Shift Work, Heredity, Insulin, and Food Timing Study (SHIFT)

May 18, 2021 updated by: Richa Saxena, Massachusetts General Hospital

Shift Work, Heredity, Insulin, and Food Timing (SHIFT) Study

The purpose of this study is to determine whether night time eating that coincides with elevated endogenous melatonin impairs glucose tolerance, particularly in carriers of the MTNR1B risk allele.

Study Overview

Status

Completed

Conditions

Detailed Description

Preliminary observations suggest that food intake coincident with high melatonin levels leads to impaired glucose tolerance-particularly in MTNR1B risk allele carriers. Our objectives are to determine the effect of concurrent food intake and melatonin on glucose tolerance; and to assess the role of MTNR1B single nucleotide polymorphism (SNP)*melatonin interaction in this deleterious effect. Our central hypothesis is that concurrent high melatonin levels and food intake, commonly experienced in night shift workers, cause long-term impairment of glucose tolerance and that this effect is worse in carriers of the MTNR1B type 2 diabetes (T2D) risk SNP than in non-carriers.

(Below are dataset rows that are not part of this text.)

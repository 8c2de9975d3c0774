// Copyright (c) 2025 Fabstir
// SPDX-License-Identifier: BUSL-1.1
//! Pipeline observability

pub mod pipeline_metrics;

pub use pipeline_metrics::{MappingMiss, PipelineMetrics};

The results of this proposal will help to clarify an ongoing controversy about the role of melatonin in glucose tolerance, and will help to develop novel strategies in the prevention and treatment of T2D, especially in shift workers, night eaters, and MTNR1B risk allele carriers.

Study Type

Observational

Enrollment (Actual)

365

Contacts and Locations

This section provides the contact details for those conducting the study, and information on where this study is being conducted.

Study Locations

  • United States
    • Massachusetts
      • Boston, Massachusetts, United States, 02114
        • Massachusetts General Hospital

Participation Criteria

Researchers look for people who fit a certain description, called eligibility criteria. Some examples of these criteria are a person's general health condition or prior treatments.

Eligibility Criteria

Ages Eligible for Study

18 years to 60 years (Adult)

Accepts Healthy Volunteers

Yes

Genders Eligible for Study

All

Sampling Method

Probability Sample

Study Population

Subjects residing in New England (USA) region

Description

Inclusion Criteria:

  • Male or non-pregnant female
  • 18-60 years
  • Currently employed (night shift workers and day workers), graduate students, part-time workers, or unemployed
  • Able and willing to give consent relevant to genetic investigation

Exclusion Criteria:

  • Currently taking any medications for the treatment of diabetes
  • Currently taking medications known to affect glycemic parameters, such as glucocorticoids, growth hormone or fluoroquinolones
  • Pregnant, nursing or at risk of becoming pregnant
  • Chronic renal failure, hepatic diseases, or cancer diagnoses
  • Bulimia diagnosis, prone to binge eating
  • Eating disorder diagnosis such as anorexia, binge eating, or bulimia
  • With psychiatric illness, such as schizophrenia or bipolar affective disorder
  • Blind
  • History of bariatric surgery

Study Plan

This section provides details of the study plan, including how the study is designed and what the study is measuring.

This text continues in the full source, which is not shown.